■ **Work to be completed**:
Exactly as written, output each record given below.

==== Information provided

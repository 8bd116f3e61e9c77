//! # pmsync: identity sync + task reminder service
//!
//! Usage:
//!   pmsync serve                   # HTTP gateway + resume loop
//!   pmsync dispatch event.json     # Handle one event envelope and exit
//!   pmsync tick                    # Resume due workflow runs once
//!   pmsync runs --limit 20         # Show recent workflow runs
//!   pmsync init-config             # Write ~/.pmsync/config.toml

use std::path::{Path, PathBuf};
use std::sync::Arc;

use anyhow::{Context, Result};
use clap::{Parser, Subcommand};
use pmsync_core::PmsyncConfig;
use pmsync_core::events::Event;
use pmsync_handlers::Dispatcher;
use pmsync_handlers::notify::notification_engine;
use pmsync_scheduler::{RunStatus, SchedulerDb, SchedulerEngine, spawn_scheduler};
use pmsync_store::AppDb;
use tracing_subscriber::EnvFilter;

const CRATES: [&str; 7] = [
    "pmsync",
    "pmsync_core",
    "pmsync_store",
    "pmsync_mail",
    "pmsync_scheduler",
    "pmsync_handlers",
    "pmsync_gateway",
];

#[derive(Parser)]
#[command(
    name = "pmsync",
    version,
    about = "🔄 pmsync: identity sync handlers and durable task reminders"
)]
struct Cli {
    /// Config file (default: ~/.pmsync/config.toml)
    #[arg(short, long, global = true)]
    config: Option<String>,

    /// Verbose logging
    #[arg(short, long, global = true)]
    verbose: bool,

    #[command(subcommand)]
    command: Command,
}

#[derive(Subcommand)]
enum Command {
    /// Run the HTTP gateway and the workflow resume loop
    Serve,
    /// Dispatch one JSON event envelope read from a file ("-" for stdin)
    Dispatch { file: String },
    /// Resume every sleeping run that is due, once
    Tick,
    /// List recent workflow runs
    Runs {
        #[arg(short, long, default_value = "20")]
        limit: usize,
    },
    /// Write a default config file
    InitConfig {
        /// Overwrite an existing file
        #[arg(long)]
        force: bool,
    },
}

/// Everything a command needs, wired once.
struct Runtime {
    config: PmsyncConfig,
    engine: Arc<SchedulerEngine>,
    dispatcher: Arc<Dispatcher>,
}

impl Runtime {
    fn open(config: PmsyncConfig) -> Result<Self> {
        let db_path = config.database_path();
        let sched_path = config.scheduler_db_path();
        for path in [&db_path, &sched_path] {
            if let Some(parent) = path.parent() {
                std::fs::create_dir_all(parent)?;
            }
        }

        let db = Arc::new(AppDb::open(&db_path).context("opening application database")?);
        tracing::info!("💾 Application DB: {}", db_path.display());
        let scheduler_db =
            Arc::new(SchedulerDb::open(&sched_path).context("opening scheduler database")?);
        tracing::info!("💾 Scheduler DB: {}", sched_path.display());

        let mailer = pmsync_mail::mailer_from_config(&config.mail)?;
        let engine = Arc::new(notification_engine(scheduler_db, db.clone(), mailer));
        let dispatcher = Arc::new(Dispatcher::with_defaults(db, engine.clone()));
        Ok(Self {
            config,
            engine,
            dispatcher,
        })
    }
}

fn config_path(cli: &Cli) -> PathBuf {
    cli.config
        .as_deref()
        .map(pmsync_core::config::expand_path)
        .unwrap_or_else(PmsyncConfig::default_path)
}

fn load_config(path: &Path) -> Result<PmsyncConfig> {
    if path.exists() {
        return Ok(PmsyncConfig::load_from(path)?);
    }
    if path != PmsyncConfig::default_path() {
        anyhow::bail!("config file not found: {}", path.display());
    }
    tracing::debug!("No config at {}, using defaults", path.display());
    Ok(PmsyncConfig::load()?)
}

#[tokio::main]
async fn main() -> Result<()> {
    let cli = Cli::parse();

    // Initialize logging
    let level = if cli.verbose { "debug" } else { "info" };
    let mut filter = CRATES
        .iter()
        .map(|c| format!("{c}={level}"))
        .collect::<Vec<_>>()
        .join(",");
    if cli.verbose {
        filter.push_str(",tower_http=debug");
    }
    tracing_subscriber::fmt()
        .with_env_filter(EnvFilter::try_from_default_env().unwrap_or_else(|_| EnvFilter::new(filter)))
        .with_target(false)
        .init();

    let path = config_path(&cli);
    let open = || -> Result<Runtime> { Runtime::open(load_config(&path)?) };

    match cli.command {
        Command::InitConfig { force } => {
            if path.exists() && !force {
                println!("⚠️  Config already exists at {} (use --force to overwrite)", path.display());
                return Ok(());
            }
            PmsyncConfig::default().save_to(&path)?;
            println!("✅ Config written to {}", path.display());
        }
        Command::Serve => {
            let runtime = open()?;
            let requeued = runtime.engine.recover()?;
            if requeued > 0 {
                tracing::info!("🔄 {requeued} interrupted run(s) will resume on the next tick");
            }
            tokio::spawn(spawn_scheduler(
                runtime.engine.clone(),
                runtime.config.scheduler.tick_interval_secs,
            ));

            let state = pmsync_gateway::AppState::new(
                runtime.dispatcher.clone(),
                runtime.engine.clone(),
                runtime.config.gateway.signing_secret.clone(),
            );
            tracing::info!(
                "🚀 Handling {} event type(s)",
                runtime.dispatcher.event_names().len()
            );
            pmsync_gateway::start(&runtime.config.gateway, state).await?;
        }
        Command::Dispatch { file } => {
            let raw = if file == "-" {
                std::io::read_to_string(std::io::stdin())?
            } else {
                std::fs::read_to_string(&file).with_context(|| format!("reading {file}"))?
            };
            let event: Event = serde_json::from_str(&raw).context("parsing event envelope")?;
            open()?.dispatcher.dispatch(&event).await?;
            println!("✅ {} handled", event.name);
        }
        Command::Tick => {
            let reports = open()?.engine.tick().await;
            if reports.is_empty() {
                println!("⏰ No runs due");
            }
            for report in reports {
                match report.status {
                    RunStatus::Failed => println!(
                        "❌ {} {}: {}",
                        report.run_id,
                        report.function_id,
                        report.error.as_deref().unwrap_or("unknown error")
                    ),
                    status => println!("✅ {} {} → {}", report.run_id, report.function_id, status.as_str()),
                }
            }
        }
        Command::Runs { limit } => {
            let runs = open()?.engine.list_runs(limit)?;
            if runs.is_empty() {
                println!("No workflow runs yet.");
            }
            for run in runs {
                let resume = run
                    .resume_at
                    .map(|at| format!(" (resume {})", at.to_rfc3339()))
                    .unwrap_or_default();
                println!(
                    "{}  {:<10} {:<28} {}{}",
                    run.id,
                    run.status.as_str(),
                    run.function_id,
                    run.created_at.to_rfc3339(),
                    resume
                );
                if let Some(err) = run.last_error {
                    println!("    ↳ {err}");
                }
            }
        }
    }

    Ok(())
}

========

■ **The completed task**:
repository 8bd116f3e61e9c77
//! # pmsync: identity sync + task reminder service
//!
//! Usage:
//!   pmsync serve                   # HTTP gateway + resume loop
//!   pmsync dispatch event.json     # Handle one event envelope and exit
//!   pmsync tick                    # Resume due workflow runs once
//!   pmsync runs --limit 20         # Show recent workflow runs
//!   pmsync init-config             # Write ~/.pmsync/config.toml

use std::path::{Path, PathBuf};
use std::sync::Arc;

use anyhow::{Context, Result};
use clap::{Parser, Subcommand};
use pmsync_core::PmsyncConfig;
use pmsync_core::events::Event;
use pmsync_handlers::Dispatcher;
use pmsync_handlers::notify::notification_engine;
use pmsync_scheduler::{RunStatus, SchedulerDb, SchedulerEngine, spawn_scheduler};
use pmsync_store::AppDb;
use tracing_subscriber::EnvFilter;

const CRATES: [&str; 7] = [
    "pmsync",
    "pmsync_core",
    "pmsync_store",
    "pmsync_mail",
    "pmsync_scheduler",
    "pmsync_handlers",
    "pmsync_gateway",
];

#[derive(Parser)]
#[command(
    name = "pmsync",
    version,
    about = "🔄 pmsync: identity sync handlers and durable task reminders"
)]
struct Cli {
    /// Config file (default: ~/.pmsync/config.toml)
    #[arg(short, long, global = true)]
    config: Option<String>,

    /// Verbose logging
    #[arg(short, long, global = true)]
    verbose: bool,

    #[command(subcommand)]
    command: Command,
}

#[derive(Subcommand)]
enum Command {
    /// Run the HTTP gateway and the workflow resume loop
    Serve,
    /// Dispatch one JSON event envelope read from a file ("-" for stdin)
    Dispatch { file: String },
    /// Resume every sleeping run that is due, once
    Tick,
    /// List recent workflow runs
    Runs {
        #[arg(short, long, default_value = "20")]
        limit: usize,
    },
    /// Write a default config file
    InitConfig {
        /// Overwrite an existing file
        #[arg(long)]
        force: bool,
    },
}

/// Everything a command needs, wired once.
struct Runtime {
    config: PmsyncConfig,
    engine: Arc<SchedulerEngine>,
    dispatcher: Arc<Dispatcher>,
}

impl Runtime {
    fn open(config: PmsyncConfig) -> Result<Self> {
        let db_path = config.database_path();
        let sched_path = config.scheduler_db_path();
        for path in [&db_path, &sched_path] {
            if let Some(parent) = path.parent() {
                std::fs::create_dir_all(parent)?;
            }
        }

        let db = Arc::new(AppDb::open(&db_path).context("opening application database")?);
        tracing::info!("💾 Application DB: {}", db_path.display());
        let scheduler_db =
            Arc::new(SchedulerDb::open(&sched_path).context("opening scheduler database")?);
        tracing::info!("💾 Scheduler DB: {}", sched_path.display());

        let mailer = pmsync_mail::mailer_from_config(&config.mail)?;
        let engine = Arc::new(notification_engine(scheduler_db, db.clone(), mailer));
        let dispatcher = Arc::new(Dispatcher::with_defaults(db, engine.clone()));
        Ok(Self {
            config,
            engine,
            dispatcher,
        })
    }
}

fn config_path(cli: &Cli) -> PathBuf {
    cli.config
        .as_deref()
        .map(pmsync_core::config::expand_path)
        .unwrap_or_else(PmsyncConfig::default_path)
}

fn load_config(path: &Path) -> Result<PmsyncConfig> {
    if path.exists() {
        return Ok(PmsyncConfig::load_from(path)?);
    }
    if path != PmsyncConfig::default_path() {
        anyhow::bail!("config file not found: {}", path.display());
    }
    tracing::debug!("No config at {}, using defaults", path.display());
    Ok(PmsyncConfig::load()?)
}

#[tokio::main]
async fn main() -> Result<()> {
    let cli = Cli::parse();

    // Initialize logging
    let level = if cli.verbose { "debug" } else { "info" };
    let mut filter = CRATES
        .iter()
        .map(|c| format!("{c}={level}"))
        .collect::<Vec<_>>()
        .join(",");
    if cli.verbose {
        filter.push_str(",tower_http=debug");
    }
    tracing_subscriber::fmt()
        .with_env_filter(EnvFilter::try_from_default_env().unwrap_or_else(|_| EnvFilter::new(filter)))
        .with_target(false)
        .init();

    let path = config_path(&cli);
    let open = || -> Result<Runtime> { Runtime::open(load_config(&path)?) };

    match cli.command {
        Command::InitConfig { force } => {
            if path.exists() && !force {
                println!("⚠️  Config already exists at {} (use --force to overwrite)", path.display());
                return Ok(());
            }
            PmsyncConfig::default().save_to(&path)?;
            println!("✅ Config written to {}", path.display());
        }
        Command::Serve => {
            let runtime = open()?;
            let requeued = runtime.engine.recover()?;
            if requeued > 0 {
                tracing::info!("🔄 {requeued} interrupted run(s) will resume on the next tick");
            }
            tokio::spawn(spawn_scheduler(
                runtime.engine.clone(),
                runtime.config.scheduler.tick_interval_secs,
            ));

            let state = pmsync_gateway::AppState::new(
                runtime.dispatcher.clone(),
                runtime.engine.clone(),
                runtime.config.gateway.signing_secret.clone(),
            );
            tracing::info!(
                "🚀 Handling {} event type(s)",
                runtime.dispatcher.event_names().len()
            );
            pmsync_gateway::start(&runtime.config.gateway, state).await?;
        }
        Command::Dispatch { file } => {
            let raw = if file == "-" {
                std::io::read_to_string(std::io::stdin())?
            } else {
                std::fs::read_to_string(&file).with_context(|| format!("reading {file}"))?
            };
            let event: Event = serde_json::from_str(&raw).context("parsing event envelope")?;
            open()?.dispatcher.dispatch(&event).await?;
            println!("✅ {} handled", event.name);
        }
        Command::Tick => {
            let reports = open()?.engine.tick().await;
            if reports.is_empty() {
                println!("⏰ No runs due");
            }
            for report in reports {
                match report.status {
                    RunStatus::Failed => println!(
                        "❌ {} {}: {}",
                        report.run_id,
                        report.function_id,
                        report.error.as_deref().unwrap_or("unknown error")
                    ),
                    status => println!("✅ {} {} → {}", report.run_id, report.function_id, status.as_str()),
                }
            }
        }
        Command::Runs { limit } => {
            let runs = open()?.engine.list_runs(limit)?;
            if runs.is_empty() {
                println!("No workflow runs yet.");
            }
            for run in runs {
                let resume = run
                    .resume_at
                    .map(|at| format!(" (resume {})", at.to_rfc3339()))
                    .unwrap_or_default();
                println!(
                    "{}  {:<10} {:<28} {}{}",
                    run.id,
                    run.status.as_str(),
                    run.function_id,
                    run.created_at.to_rfc3339(),
                    resume
                );
                if let Some(err) = run.last_error {
                    println!("    ↳ {err}");
                }
            }
        }
    }

    Ok(())
}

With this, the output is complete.